В перерывах между допросами выставляли Емельяна Ивановича на обозрение и осмеяние. Но и в этих условиях он находил в себе силы острить. Престарелый писатель и государственный деятель Иван Иванович Дмитриев рассказывал Александру Сергеевичу Пушкину, что москвичи «между обедом и вечером заезжали на него поглядеть, подхватить от него какое-нибудь слово, которое спешили потом развозить по городу». Однажды протиснулся сквозь толпу зевак некий уродливый, безносый симбирский дворянин и начал бранить закованного арестанта. Пугачев, посмотрев на него, сказал:

— Правда, много перевешал я вашей братии, но такой гнусной образины, признаюсь, не видывал3.

В последний день декабря в Кремлевском дворце собрались члены судебного присутствия, приглашенные. Со всеми предосторожностями привели самозванца, ввели его в зал заседаний и поставили на колени. Председательствующий генерал-прокурор А.А. Вяземский стал задавать вопросы. Пугачев отвечал на них, не упорствуя. Признал себя виновным, покаялся перед Богом, ее императорским величеством, «всем христианским родом». На этом разбирательство дела закончилось. Осталось вынести приговор...

Но можно ль то вообразить,
Какою мукою разить
Достойного мученья вечно!

Стихотворец Александр Сумароков мучился, искал и не находил соответствующего его злодеяниям наказания. И судьи долго спорили, состязались в жестокости. Наконец решили: Пугачева четвертовать, голову воткнуть на кол, части тела развести по районам города и там сжечь...

Судьбу вождя должен был разделить Афанасий Перфильев.

Другим его сподвижникам выпало отсечение головы, повешение, истязание кнутом с последующим вырыванием ноздрей, клеймением, высылкой на каторгу или на вечное поселение в Сибирь.

Небывалое со времен Петра Великого предстояло увидеть позорище! И к нему готовились как к празднику торжества справедливости. На московском Болоте загодя сработали эшафот с балюстрадой. По сторонам от него поставили три виселицы. Отвели места для построения войск и размещения знатной публики. К утру 10 января 1775 года все было готово...»

Стужа была лютая. Деревья покрылись колючим инеем, застыли, замерли в неподвижности. В звенящей, морозной, предрассветной тишине хрустел под ногами, скрипел под полозьями снег. Люди спешили на Болото: кто пешком, кто в санях, кто в каретах. Четырнадцатилетний Ванечка Дмитриев, запахнутый в тулупчик, подпоясанный кушачком, смотрел на эту красоту, запоминал увиденное — прочно, надолго, навсегда. Приехали. Остановились. Сказка кончилась.

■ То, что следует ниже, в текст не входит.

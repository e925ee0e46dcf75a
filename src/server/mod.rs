//! WebSocket surface.
//!
//! Accepts client connections and speaks the protocol defined in
//! `deskpilot_core::protocol`. Each connection runs at most one
//! interaction at a time; events stream back as JSON text frames.

use std::net::SocketAddr;
use std::sync::Arc;

use anyhow::{Context, Result};
use futures_util::{SinkExt, StreamExt};
use tokio::net::{TcpListener, TcpStream};
use tokio::sync::mpsc;
use tokio::task::JoinHandle;
use tokio_tungstenite::{accept_async, tungstenite::Message};
use uuid::Uuid;

use deskpilot_core::desktop::RemoteDesktop;
use deskpilot_core::llm::AnthropicClient;
use deskpilot_core::protocol::{ClientMessage, ServerEvent};
use deskpilot_core::{logger, CancellationToken, Orchestrator};

use crate::config::Config;

/// Binds the listener and serves connections until Ctrl-C.
pub async fn run(config: Config) -> Result<()> {
    let addr = format!("{}:{}", config.server.host, config.server.port);
    let listener = TcpListener::bind(&addr)
        .await
        .with_context(|| format!("Failed to bind {addr}"))?;

    println!("deskpilot server listening on: ws://{addr}");

    let config = Arc::new(config);
    loop {
        tokio::select! {
            accepted = listener.accept() => match accepted {
                Ok((stream, peer)) => {
                    tokio::spawn(handle_connection(stream, peer, config.clone()));
                }
                Err(e) => log::warn!("failed to accept connection: {e}"),
            },
            _ = tokio::signal::ctrl_c() => {
                log::info!("shutting down");
                break;
            }
        }
    }
    Ok(())
}

/// An interaction in flight on one connection.
struct Interaction {
    session_id: Uuid,
    cancel: CancellationToken,
    task: JoinHandle<()>,
}

async fn handle_connection(stream: TcpStream, peer: SocketAddr, config: Arc<Config>) {
    let ws_stream = match accept_async(stream).await {
        Ok(ws) => ws,
        Err(e) => {
            log::warn!("websocket handshake with {peer} failed: {e}");
            return;
        }
    };
    log::info!("client connected: {peer}");

    let (mut ws_sender, mut ws_receiver) = ws_stream.split();

    // Both the request handler and the interaction task write to the
    // socket, so frames funnel through one channel.
    let (tx, mut rx) = mpsc::channel::<ServerEvent>(64);

    // Task to forward events to the WebSocket
    let send_task = tokio::spawn(async move {
        while let Some(event) = rx.recv().await {
            let payload = match serde_json::to_string(&event) {
                Ok(json) => json,
                Err(e) => {
                    log::error!("failed to serialize event: {e}");
                    continue;
                }
            };
            if ws_sender.send(Message::Text(payload)).await.is_err() {
                break;
            }
        }
    });

    let mut active: Option<Interaction> = None;

    while let Some(msg) = ws_receiver.next().await {
        match msg {
            Ok(Message::Text(text)) => {
                handle_client_message(&text, &mut active, &tx, &config).await;
            }
            Ok(Message::Close(_)) => break,
            Ok(_) => {}
            Err(e) => {
                log::warn!("websocket error from {peer}: {e}");
                break;
            }
        }
    }

    // The client is gone; stop whatever is still running.
    if let Some(interaction) = active.take() {
        interaction.cancel.cancel();
    }
    send_task.abort();
    log::info!("client disconnected: {peer}");
}

async fn handle_client_message(
    text: &str,
    active: &mut Option<Interaction>,
    events: &mpsc::Sender<ServerEvent>,
    config: &Config,
) {
    let message: ClientMessage = match serde_json::from_str(text) {
        Ok(message) => message,
        Err(e) => {
            log::warn!("unparseable client message: {e}");
            let _ = events
                .send(ServerEvent::Error {
                    code: "bad_request".to_string(),
                    message: "unrecognized client message".to_string(),
                })
                .await;
            return;
        }
    };

    match message {
        ClientMessage::Chat {
            session_id,
            sandbox_id,
            messages,
        } => {
            if active.as_ref().is_some_and(|i| !i.task.is_finished()) {
                let _ = events
                    .send(ServerEvent::Error {
                        code: "busy".to_string(),
                        message: "an interaction is already running on this connection"
                            .to_string(),
                    })
                    .await;
                return;
            }
            match start_interaction(session_id, sandbox_id, messages, events.clone(), config) {
                Ok(interaction) => *active = Some(interaction),
                Err(err) => {
                    log::error!("could not start interaction for session {session_id}: {err}");
                    let _ = events
                        .send(ServerEvent::Error {
                            code: err.code().to_string(),
                            message: err.user_message(),
                        })
                        .await;
                }
            }
        }
        ClientMessage::Abort { session_id } => match active.as_ref() {
            Some(interaction) if interaction.session_id == session_id => {
                log::info!("abort requested for session {session_id}");
                interaction.cancel.cancel();
            }
            _ => log::debug!("abort for unknown session {session_id} ignored"),
        },
        ClientMessage::Logs { lines } => {
            let _ = events
                .send(ServerEvent::Logs {
                    lines: logger::recent(lines),
                })
                .await;
        }
    }
}

fn start_interaction(
    session_id: Uuid,
    sandbox_id: String,
    messages: Vec<deskpilot_core::Message>,
    events: mpsc::Sender<ServerEvent>,
    config: &Config,
) -> deskpilot_core::Result<Interaction> {
    let desktop = RemoteDesktop::new(sandbox_id, config.desktop.clone())?;
    let model = AnthropicClient::new(config.model.clone())?;
    let orchestrator = Orchestrator::new(Arc::new(desktop), Arc::new(model), config.agent.clone());

    let interaction_id = Uuid::new_v4();
    let cancel = CancellationToken::new();
    let task_cancel = cancel.clone();
    let task = tokio::spawn(async move {
        if let Err(err) = orchestrator
            .run(session_id, interaction_id, messages, events.clone(), task_cancel)
            .await
        {
            let _ = events
                .send(ServerEvent::Error {
                    code: err.code().to_string(),
                    message: err.user_message(),
                })
                .await;
        }
    });

    Ok(Interaction {
        session_id,
        cancel,
        task,
    })
}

Ванечка рос, мужал, старился. Александр Сергеевич Пушкин в пору работы над «Историей Пугачева» нашел его действительным тайным советником и знаменитым писателем, давно закончившим свои воспоминания о пережитом, которые так и не решился предать гласности. Однако поэту доверился, кое-что рассказал и даже позволил сделать выписки из «Взгляда на мою жизнь»...

Вокруг эшафота примерзли пехотные полки, рядом с которыми стояли командиры и офицеры в шубах с поднятыми воротниками, повязанными шарфами. На «помосте лобного места» увидел Ванечка первый раз в жизни «исполнителей казни», палачей, зябнувших в ожидании дела, и встрепенулся от отвращения. «Всё пространство болота, или, лучше сказать, низкой лощины, все кровли домов, лавок, на высотах с обеих сторон ее, усеяны были людьми обоего пола и различного состояния, любопытные зрители даже вспрыгивали на козлы и запятки карет»4.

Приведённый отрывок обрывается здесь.